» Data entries
....
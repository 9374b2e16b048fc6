use crate::api::{Error, RepoRef, Result};
use std::str::FromStr;
use url::{ParseError, Url};

impl FromStr for RepoRef {
    type Err = Error;

    fn from_str(repo_url: &str) -> Result<Self> {
        parse_repo_url(repo_url)
    }
}

/// Extracts `(owner, name)` from the first two non-empty path segments of `repo_url`.
///
/// Anything after the second segment (`tree/main`, query, fragment) is ignored.
/// Input without a scheme is read as an `https` URL.
pub fn parse_repo_url(repo_url: &str) -> Result<RepoRef> {
    let repo_url = repo_url.trim();
    let url = match Url::parse(repo_url) {
        Ok(url) => url,
        Err(ParseError::RelativeUrlWithoutBase) => Url::parse(&format!("https://{}", repo_url))
            .map_err(|_| Error::MalformedReference(repo_url.to_string()))?,
        Err(_) => return Err(Error::MalformedReference(repo_url.to_string())),
    };
    let mut segments = url
        .path_segments()
        .into_iter()
        .flatten()
        .filter(|segment| !segment.is_empty());
    match (segments.next(), segments.next()) {
        (Some(owner), Some(name)) => Ok(RepoRef::new(owner.to_string(), name.to_string())),
        _ => Err(Error::MalformedReference(repo_url.to_string())),
    }
}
....
» Task to carry out
Each record above needs to be given again exactly as written.

» Task answer
repository 9374b2e16b048fc6
use crate::api::{Error, RepoRef, Result};
use std::str::FromStr;
use url::{ParseError, Url};

impl FromStr for RepoRef {
    type Err = Error;

    fn from_str(repo_url: &str) -> Result<Self> {
        parse_repo_url(repo_url)
    }
}

/// Extracts `(owner, name)` from the first two non-empty path segments of `repo_url`.
///
/// Anything after the second segment (`tree/main`, query, fragment) is ignored.
/// Input without a scheme is read as an `https` URL.
pub fn parse_repo_url(repo_url: &str) -> Result<RepoRef> {
    let repo_url = repo_url.trim();
    let url = match Url::parse(repo_url) {
        Ok(url) => url,
        Err(ParseError::RelativeUrlWithoutBase) => Url::parse(&format!("https://{}", repo_url))
            .map_err(|_| Error::MalformedReference(repo_url.to_string()))?,
        Err(_) => return Err(Error::MalformedReference(repo_url.to_string())),
    };
    let mut segments = url
        .path_segments()
        .into_iter()
        .flatten()
        .filter(|segment| !segment.is_empty());
    match (segments.next(), segments.next()) {
        (Some(owner), Some(name)) => Ok(RepoRef::new(owner.to_string(), name.to_string())),
        _ => Err(Error::MalformedReference(repo_url.to_string())),
    }
}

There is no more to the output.